Producthunt Experience
Update: I wrote to PH to enquire about the launch and to better understand if it is to be expected. They’ve written back that the product indeed wasn’t featured but they’ll be helping with the republishing of it. I’ll update after the re-launch.
Recently, I launched my latest product on ProductHunt. I want to chronicle the experience and my take on ProductHunt for submitting a product.
I want to preface that I haven’t been a user of ProductHunt for many years now and this writeup is only from my experience from launching products there a few times over the years.
Except for the first time, I haven’t had that many good results with PH in the past.
I stopped using Product Hunt completely a few years ago when it started filling with big companies’ feature launches rather than new products. It was evidently getting harder to either get feedback for your product or to discover new indie products.
To their credit, they are indeed actively making efforts to make it more equitable for everyone.
Also, I don’t pay much attention to “success stories” of ProductHunt either as most of them are clearly survivorship bias or they’re just another marketing attempt.
Launch #
With this experience, going in, I had very low expectations.

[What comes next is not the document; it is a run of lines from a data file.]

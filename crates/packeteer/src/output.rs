use std::io::{IsTerminal, Write};

use clap::ValueEnum;
use comfy_table::{presets::UTF8_FULL, ContentArrangement, Table};
use packeteer_frame::{reserved, Frame};
use serde::Serialize;

#[derive(Clone, Debug, Copy, PartialEq, Eq, ValueEnum)]
pub enum OutputFormat {
    Json,
    Table,
    Pretty,
    Raw,
}

impl OutputFormat {
    pub fn default_for_stdout() -> Self {
        if std::io::stdout().is_terminal() {
            Self::Table
        } else {
            Self::Json
        }
    }
}

#[derive(Serialize)]
struct FrameOutput<'a> {
    flags: String,
    unreliable: bool,
    ignore_body_crc: bool,
    type_id: i32,
    reserved_name: Option<&'a str>,
    sub_id: Option<&'a str>,
    timestamp: i64,
    payload_size: usize,
    payload: String,
}

impl<'a> FrameOutput<'a> {
    fn new(frame: &'a Frame) -> Self {
        Self {
            flags: format!("{:016b}", frame.flags.wire_bits()),
            unreliable: frame.flags.is_unreliable(),
            ignore_body_crc: frame.flags.ignores_body_crc(),
            type_id: frame.type_id,
            reserved_name: reserved::name_of(frame.type_id),
            sub_id: frame.sub_id.as_deref(),
            timestamp: frame.timestamp,
            payload_size: frame.payload.len(),
            payload: payload_preview(frame.payload.as_ref()),
        }
    }
}

/// Print one decoded frame and flush, so a live stream shows it right away.
///
/// Table output has no per-frame form and falls back to pretty.
pub fn print_frame(frame: &Frame, format: OutputFormat) {
    match format {
        OutputFormat::Json => print_json(&FrameOutput::new(frame)),
        OutputFormat::Table | OutputFormat::Pretty => {
            println!("{frame} payload={}", payload_preview(frame.payload.as_ref()));
        }
        OutputFormat::Raw => print_raw(frame.payload.as_ref()),
    }
    let _ = std::io::stdout().flush();
}

/// Lay out a batch of decoded frames in one table.
pub fn print_frame_table(frames: &[Frame]) {
    let mut table = Table::new();
    table
        .load_preset(UTF8_FULL)
        .set_content_arrangement(ContentArrangement::Dynamic)
        .set_header(vec!["TYPE", "SUB-ID", "FLAGS", "TIMESTAMP", "SIZE", "PAYLOAD"]);
    for frame in frames {
        table.add_row(vec![
            type_label(frame.type_id),
            frame.sub_id.clone().unwrap_or_default(),
            format!("{:016b}", frame.flags.wire_bits()),
            frame.timestamp.to_string(),
            frame.payload.len().to_string(),
            payload_preview(frame.payload.as_ref()),
        ]);
    }
    println!("{table}");
}

#[derive(Serialize)]
struct ReservedOutput<'a> {
    name: &'a str,
    type_id: i32,
    bits: String,
}

pub fn print_reserved(format: OutputFormat) {
    let rows = reserved::RESERVED_IDS.iter().map(|&(name, type_id)| ReservedOutput {
        name,
        type_id,
        bits: reserved::describe(type_id),
    });

    match format {
        OutputFormat::Json => {
            print_json(&rows.collect::<Vec<_>>());
        }
        OutputFormat::Table => {
            let mut table = Table::new();
            table
                .load_preset(UTF8_FULL)
                .set_content_arrangement(ContentArrangement::Dynamic)
                .set_header(vec!["NAME", "ID", "BITS"]);
            for row in rows {
                table.add_row(vec![row.name.to_string(), row.type_id.to_string(), row.bits]);
            }
            println!("{table}");
        }
        OutputFormat::Pretty | OutputFormat::Raw => {
            for row in rows {
                println!("{} = {} ({})", row.name, row.type_id, row.bits);
            }
        }
    }
}

pub fn print_raw(data: &[u8]) {
    let mut out = std::io::stdout();
    let _ = out.write_all(data);
    let _ = out.flush();
}

fn print_json<T: Serialize>(value: &T) {
    println!(
        "{}",
        serde_json::to_string(value).unwrap_or_else(|_| "{}".to_string())
    );
}

fn type_label(type_id: i32) -> String {
    match reserved::name_of(type_id) {
        Some(name) => format!("{type_id} ({name})"),
        None => type_id.to_string(),
    }
}

fn payload_preview(payload: &[u8]) -> String {
    match std::str::from_utf8(payload) {
        Ok(text) => text.to_string(),
        Err(_) => format!("<binary {} bytes>", payload.len()),
    }
}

But what transpired was something else completely.
First off, the results. Traffic wise ProductHunt brought a sum total of 2 new visitors. I was very confused at that as well, but after looking into it a bit more I can see why that was the case.
No visibility #
PH is right now set up in such a way that the product needs to have a sufficient number of upvotes to get to the homepage. Otherwise, the product is completely buried. Not under the infinite scrolls, but completely invisible unless someone has the direct URL of your product.
There is no way for anyone to stumble upon your product. This was a weird loop - you can’t have visitors unless your product gets upvotes but you won’t get upvotes unless you have visitors.
Because, in this, YOU had to bring your own audience and initial upvotes to your launch. This doesn’t make sense if you were hoping to get the audience through PH in the first place, as was my case.
Compare this to HN or Reddit, where there is a space for all new submissions and if there’s enough interest from the community they get bumped to the front page.
Bring your own audience #
It also has to do with the fact that PH themselves advise or incentivize those who bring their own audience.
Right from their launch guide to after launch dashboard, it is filled with instructions or assets to embed or share in socials to drive traffic to the launch.
This is the part I was confused about. Why would I put my existing users through an upvote charade? Reviews I could understand, but asking them for upvotes, doesn’t make sense. Or sending my site’s visitors or social followers to PH to upvote while I wanted PH to bring the said visitors in the first place. The cynical take is that the loop benefits PH more from the launches than the other way around.
I don’t have a Twitter audience (or a Twitter account), a newsletter (my blog doesn’t even have an email input box) or a large number of users. The product has a very low number of users who were kind enough to beta test the app, that’s about it.
All this led to the spectacular result of 6 upvotes and 2 new visitors. Oh, and the 6 upvotes are all my friends and acquaintances.
Conclusion #
I’ve been asking myself, would I still do it again and if so what would I do differently.
The answer is yes, I’ll still be posting it but I wouldn’t have spent as much time I’ve spent in creating the assets and videos specifically for the launch.
It still offers a couple of benefits, one is the backlink which will be useful for SEO marketing and the lottery of products getting “featured”.
That said, the value proposition is drastically reduced if it is not a consumer or prosumer tool. Most of the users in PH are makers themselves and unless the product is intended for them, the product has a very low chance of getting upvoted.
All in all the launch served as a good forcing function to get the app to the final stage and also helped to think through certain aspects of the marketing and draft a plan for the long run.